Byrrh was discussed a little in my final post of 2017, but it’s also going to figure in my first post of 2018. So, to answer your first question, byrrh is pronounced “beer.” Yeah, I know. “Who’s beer/byyrh is on first?” In Europe, products like Byrrh Grand Quinquina — the only brand widely available in the States — are typically consumed on the rocks and maybe with soda, but we Americans like to mess with things.
Today’s drink might be American in style, but it’s pedigree is mostly European. The Byrrh Cocktail, which I found via The Washington Post and elsewhere, was featured in a 1936 book, “The Artistry of Mixing Drinks” written by legendary barman Frank Meier of the Bar Hemingway in Paris. A mysterious Austrian of partially Jewish ancestry, Meier is also notable for some World War II skulduggery on behalf of the Allies, although he apparently wasn’t above a little embezzlement on the side.

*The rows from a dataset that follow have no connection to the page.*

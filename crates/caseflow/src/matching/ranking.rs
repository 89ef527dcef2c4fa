use serde::{Deserialize, Serialize};

use super::scoring::MatchResult;

/// Thresholds for one pass of the pipeline.
#[derive(Debug, Clone, Copy, PartialEq, Serialize, Deserialize)]
pub struct RankingPolicy {
    pub min_score: f64,
    pub top_n: usize,
    /// Score the top candidate needs before it is committed without a human.
    pub auto_assign_score: f64,
}

impl Default for RankingPolicy {
    fn default() -> Self {
        Self {
            min_score: 50.0,
            top_n: 1,
            auto_assign_score: 80.0,
        }
    }
}

impl RankingPolicy {
    pub fn qualifies_for_auto_assign(&self, result: &MatchResult) -> bool {
        result.score >= self.auto_assign_score
    }
}

/// Nobody cleared the minimum score.
#[derive(Debug, Clone, Copy, PartialEq)]
pub struct BelowThreshold {
    pub best_score: Option<f64>,
    pub min_score: f64,
}

/// Sorts by score descending, keeping pool order for equal scores.
pub fn rank(
    mut results: Vec<MatchResult>,
    policy: &RankingPolicy,
) -> Result<Vec<MatchResult>, BelowThreshold> {
    // `sort_by` is stable.
    results.sort_by(|left, right| right.score.total_cmp(&left.score));

    let best_score = results.first().map(|result| result.score);
    results.retain(|result| result.score >= policy.min_score);

    if results.is_empty() {
        return Err(BelowThreshold {
            best_score,
            min_score: policy.min_score,
        });
    }

    results.truncate(policy.top_n.max(1));
    Ok(results)
}

#[cfg(test)]
mod tests {
    use super::*;
    use crate::matching::domain::LawyerId;

    fn result(id: &str, score: f64) -> MatchResult {
        MatchResult {
            lawyer_id: LawyerId(id.to_string()),
            lawyer_name: id.to_uppercase(),
            score,
            reasons: Vec::new(),
            warnings: Vec::new(),
            components: Vec::new(),
        }
    }

    fn ids(results: &[MatchResult]) -> Vec<&str> {
        results.iter().map(|r| r.lawyer_id.0.as_str()).collect()
    }

    #[test]
    fn sorts_descending_and_truncates() {
        let policy = RankingPolicy {
            top_n: 2,
            ..RankingPolicy::default()
        };
        let ranked = rank(
            vec![result("a", 61.0), result("b", 92.5), result("c", 77.0)],
            &policy,
        )
        .expect("candidates clear threshold");
        assert_eq!(ids(&ranked), vec!["b", "c"]);
    }

    #[test]
    fn ties_keep_pool_order() {
        let policy = RankingPolicy {
            top_n: 4,
            ..RankingPolicy::default()
        };
        let ranked = rank(
            vec![
                result("first", 70.0),
                result("second", 85.0),
                result("third", 70.0),
                result("fourth", 70.0),
            ],
            &policy,
        )
        .expect("ranked");
        assert_eq!(ids(&ranked), vec!["second", "first", "third", "fourth"]);
    }

    #[test]
    fn filters_candidates_below_minimum() {
        let policy = RankingPolicy {
            min_score: 60.0,
            top_n: 3,
            ..RankingPolicy::default()
        };
        let ranked = rank(
            vec![result("a", 59.99), result("b", 60.0), result("c", 45.0)],
            &policy,
        )
        .expect("one candidate clears");
        assert_eq!(ids(&ranked), vec!["b"]);
    }

    #[test]
    fn reports_best_score_when_nobody_qualifies() {
        let err = rank(
            vec![result("a", 32.0), result("b", 48.5)],
            &RankingPolicy::default(),
        )
        .expect_err("nobody clears 50");
        assert_eq!(err.best_score, Some(48.5));
        assert_eq!(err.min_score, 50.0);
    }

    #[test]
    fn auto_assign_threshold_is_inclusive() {
        let policy = RankingPolicy::default();
        assert!(policy.qualifies_for_auto_assign(&result("a", 80.0)));
        assert!(!policy.qualifies_for_auto_assign(&result("b", 79.99)));
    }
}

Whatever his sins or acts of bravery, Meier’s clearly knew his way around a mixed drink. This one’s pretty great and about as easy to make as you could hope for.
The Byrrh Cocktail
1 1/2 ounces byrrh
1 ounce brandy (a fine Cognac, if you determined to go high end; I’m too cheap right now)
1/4 ounce kirsch
Combine the ingredients in a cocktail shaker or mixing glass with plenty of ice. Shake or stir as your prefer — either way is good — and strain into a chilled cocktail glass.
I really think the Byrrh Cocktail might just be the best way to enjoy the eponymous aromatized wine, which I personally find a bit cloying on its own. Adding the boozy but elegant brandy and the oh-so-spiky unaged cherry brandy that is kirsh or kirschwasser is a pretty good example of the magic of cocktails. Sweet but complex, with a tantalizing sharp edge.
As for brands, I found that using the slightly downmarket Paul Masson VSOP brandy was practically just a good as using the drier and classier Reynal, still my default mixing brandy. (I think it’s better than a lot of Cognacs out there.) In fact, in some ways the flavor was richer and more full bodies with the cheap Masson, though I still prefer the Reynal in this.
On the other hand, even at only a quarter ounce, your choice of Kirsch may be crucial. My pretty darn expensive (and worth it) bottle of Schladerer Kirschwasser added just the right kind of sharp edge to the beverage. On the other hand, my relatively very cheap bottle of Hiram Walker Kirsch (“imitation cherry brandy” but just fine in certain cocktails) offered a bit of spike, but also a touch of turpentine.
Finally, there’s another classic drink also called the Byrrh Cocktail. My bottle of byrrh has run out, so you’ve been spared another one of my trilogies.